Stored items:
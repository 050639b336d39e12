use parse_display::Display;
use tracing::trace;

use crate::{paginate, PageControls, Record, ViewState};


/// What a view shows for a given [`ViewState`].
#[derive(Clone, Debug, PartialEq, Default)]
pub struct View {
    /// Records of the current page, in sort order.
    pub items: Vec<Record>,
    /// Number of records that pass the filter, on all pages.
    pub total_count: usize,
}

/// Computes the visible page of `state`.
///
/// Filters, then stable-sorts, then counts, then takes the current page.
/// A page past the end yields no items.
pub fn derive(state: &ViewState) -> View {
    let filter = state.filter();
    let mut matched: Vec<&Record> = state
        .records()
        .iter()
        .filter(|r| filter.matches(r))
        .collect();
    state.sort().sort(&mut matched);
    let total_count = matched.len();
    let items = paginate(&matched, state.current_page(), state.page_size())
        .iter()
        .map(|&r| r.clone())
        .collect();
    trace!(total_count, page = %state.current_page(), "derive");
    View { items, total_count }
}

impl View {
    pub fn is_empty(&self) -> bool {
        self.items.is_empty()
    }

    /// Pagination bar for this view.
    pub fn page_controls(&self, state: &ViewState) -> PageControls {
        PageControls::new(self.total_count, state.page_size(), state.current_page())
    }
}

/// Headline describing the size of the whole collection, regardless of filter.
#[derive(Clone, Copy, Debug, Display, PartialEq, Eq)]
pub enum Summary {
    #[display("There are no records in the database.")]
    Empty,
    #[display("Showing {0} records in the database.")]
    Showing(usize),
}
impl Summary {
    pub fn of(state: &ViewState) -> Self {
        match state.records().len() {
            0 => Summary::Empty,
            n => Summary::Showing(n),
        }
    }
}
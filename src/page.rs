use std::{num::NonZeroUsize, ops::RangeInclusive};

use derive_ex::Ex;
use parse_display::Display;


/// 1-based page number.
///
/// May point past the last page; such a page is simply empty.
#[derive(Clone, Copy, Debug, Display, PartialEq, Eq, Hash, PartialOrd, Ord, Ex)]
#[derive_ex(Default)]
#[default(Self::FIRST)]
#[display("{0}")]
pub struct PageNumber(NonZeroUsize);

impl PageNumber {
    pub const FIRST: Self = Self(NonZeroUsize::MIN);

    /// Returns `None` for page `0`.
    pub fn new(page: usize) -> Option<Self> {
        NonZeroUsize::new(page).map(Self)
    }
    pub fn get(self) -> usize {
        self.0.get()
    }

    /// Index of the first item on this page.
    pub fn offset(self, page_size: NonZeroUsize) -> usize {
        (self.get() - 1).saturating_mul(page_size.get())
    }
}
impl From<NonZeroUsize> for PageNumber {
    fn from(value: NonZeroUsize) -> Self {
        Self(value)
    }
}

/// Number of pages needed to show `total_count` items.
pub fn page_count(total_count: usize, page_size: NonZeroUsize) -> usize {
    total_count.div_ceil(page_size.get())
}

/// Returns the items of `page`, or an empty slice if `page` is past the end.
pub fn paginate<T>(items: &[T], page: PageNumber, page_size: NonZeroUsize) -> &[T] {
    let start = page.offset(page_size);
    if start >= items.len() {
        return &[];
    }
    let end = start.saturating_add(page_size.get()).min(items.len());
    &items[start..end]
}

/// What a pagination bar needs to render itself.
#[derive(Clone, Copy, Debug, PartialEq, Eq)]
pub struct PageControls {
    pub page_count: usize,
    pub current: PageNumber,
}
impl PageControls {
    pub fn new(total_count: usize, page_size: NonZeroUsize, current: PageNumber) -> Self {
        Self {
            page_count: page_count(total_count, page_size),
            current,
        }
    }

    /// Pagination is hidden when everything fits on a single page.
    pub fn is_visible(&self) -> bool {
        self.page_count > 1
    }
    pub fn pages(&self) -> impl Iterator<Item = PageNumber> {
        self.range().filter_map(PageNumber::new)
    }
    pub fn is_current(&self, page: PageNumber) -> bool {
        self.current == page
    }
    pub fn is_out_of_range(&self) -> bool {
        self.current.get() > self.page_count
    }
    fn range(&self) -> RangeInclusive<usize> {
        1..=self.page_count
    }
}
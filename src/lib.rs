//! Derives what a catalog view shows from its records, filter, sort order and page.
//!
//! [`ViewState`] holds the inputs, [`derive`] computes the visible [`View`],
//! and [`ViewStore`] keeps the current pair and notifies subscribers when it is replaced.

mod config;
mod filter;
mod input;
mod page;
mod record;
mod sort;
mod source;
mod store;
mod subscription;
mod view;
mod view_state;

#[cfg(test)]
mod test_helpers;

pub use config::*;
pub use filter::*;
pub use input::*;
pub use page::*;
pub use record::*;
pub use sort::*;
pub use source::*;
pub use store::*;
pub use subscription::*;
pub use view::*;
pub use view_state::*;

## Task brief
Write the records out precisely, omitting nothing.

## Reply to the task
repository 050639b336d39e12
use parse_display::Display;
use tracing::trace;

use crate::{paginate, PageControls, Record, ViewState};


/// What a view shows for a given [`ViewState`].
#[derive(Clone, Debug, PartialEq, Default)]
pub struct View {
    /// Records of the current page, in sort order.
    pub items: Vec<Record>,
    /// Number of records that pass the filter, on all pages.
    pub total_count: usize,
}

/// Computes the visible page of `state`.
///
/// Filters, then stable-sorts, then counts, then takes the current page.
/// A page past the end yields no items.
pub fn derive(state: &ViewState) -> View {
    let filter = state.filter();
    let mut matched: Vec<&Record> = state
        .records()
        .iter()
        .filter(|r| filter.matches(r))
        .collect();
    state.sort().sort(&mut matched);
    let total_count = matched.len();
    let items = paginate(&matched, state.current_page(), state.page_size())
        .iter()
        .map(|&r| r.clone())
        .collect();
    trace!(total_count, page = %state.current_page(), "derive");
    View { items, total_count }
}

impl View {
    pub fn is_empty(&self) -> bool {
        self.items.is_empty()
    }

    /// Pagination bar for this view.
    pub fn page_controls(&self, state: &ViewState) -> PageControls {
        PageControls::new(self.total_count, state.page_size(), state.current_page())
    }
}

/// Headline describing the size of the whole collection, regardless of filter.
#[derive(Clone, Copy, Debug, Display, PartialEq, Eq)]
pub enum Summary {
    #[display("There are no records in the database.")]
    Empty,
    #[display("Showing {0} records in the database.")]
    Showing(usize),
}
impl Summary {
    pub fn of(state: &ViewState) -> Self {
        match state.records().len() {
            0 => Summary::Empty,
            n => Summary::Showing(n),
        }
    }
}
filename src/page.rs
use std::{num::NonZeroUsize, ops::RangeInclusive};

use derive_ex::Ex;
use parse_display::Display;


/// 1-based page number.
///
/// May point past the last page; such a page is simply empty.
#[derive(Clone, Copy, Debug, Display, PartialEq, Eq, Hash, PartialOrd, Ord, Ex)]
#[derive_ex(Default)]
#[default(Self::FIRST)]
#[display("{0}")]
pub struct PageNumber(NonZeroUsize);

impl PageNumber {
    pub const FIRST: Self = Self(NonZeroUsize::MIN);

    /// Returns `None` for page `0`.
    pub fn new(page: usize) -> Option<Self> {
        NonZeroUsize::new(page).map(Self)
    }
    pub fn get(self) -> usize {
        self.0.get()
    }

    /// Index of the first item on this page.
    pub fn offset(self, page_size: NonZeroUsize) -> usize {
        (self.get() - 1).saturating_mul(page_size.get())
    }
}
impl From<NonZeroUsize> for PageNumber {
    fn from(value: NonZeroUsize) -> Self {
        Self(value)
    }
}

/// Number of pages needed to show `total_count` items.
pub fn page_count(total_count: usize, page_size: NonZeroUsize) -> usize {
    total_count.div_ceil(page_size.get())
}

/// Returns the items of `page`, or an empty slice if `page` is past the end.
pub fn paginate<T>(items: &[T], page: PageNumber, page_size: NonZeroUsize) -> &[T] {
    let start = page.offset(page_size);
    if start >= items.len() {
        return &[];
    }
    let end = start.saturating_add(page_size.get()).min(items.len());
    &items[start..end]
}

/// What a pagination bar needs to render itself.
#[derive(Clone, Copy, Debug, PartialEq, Eq)]
pub struct PageControls {
    pub page_count: usize,
    pub current: PageNumber,
}
impl PageControls {
    pub fn new(total_count: usize, page_size: NonZeroUsize, current: PageNumber) -> Self {
        Self {
            page_count: page_count(total_count, page_size),
            current,
        }
    }

    /// Pagination is hidden when everything fits on a single page.
    pub fn is_visible(&self) -> bool {
        self.page_count > 1
    }
    pub fn pages(&self) -> impl Iterator<Item = PageNumber> {
        self.range().filter_map(PageNumber::new)
    }
    pub fn is_current(&self, page: PageNumber) -> bool {
        self.current == page
    }
    pub fn is_out_of_range(&self) -> bool {
        self.current.get() > self.page_count
    }
    fn range(&self) -> RangeInclusive<usize> {
        1..=self.page_count
    }
}
filename src/lib.rs
//! Derives what a catalog view shows from its records, filter, sort order and page.
//!
//! [`ViewState`] holds the inputs, [`derive`] computes the visible [`View`],
//! and [`ViewStore`] keeps the current pair and notifies subscribers when it is replaced.

mod config;
mod filter;
mod input;
mod page;
mod record;
mod sort;
mod source;
mod store;
mod subscription;
mod view;
mod view_state;

#[cfg(test)]
mod test_helpers;

pub use config::*;
pub use filter::*;
pub use input::*;
pub use page::*;
pub use record::*;
pub use sort::*;
pub use source::*;
pub use store::*;
pub use subscription::*;
pub use view::*;
pub use view_state::*;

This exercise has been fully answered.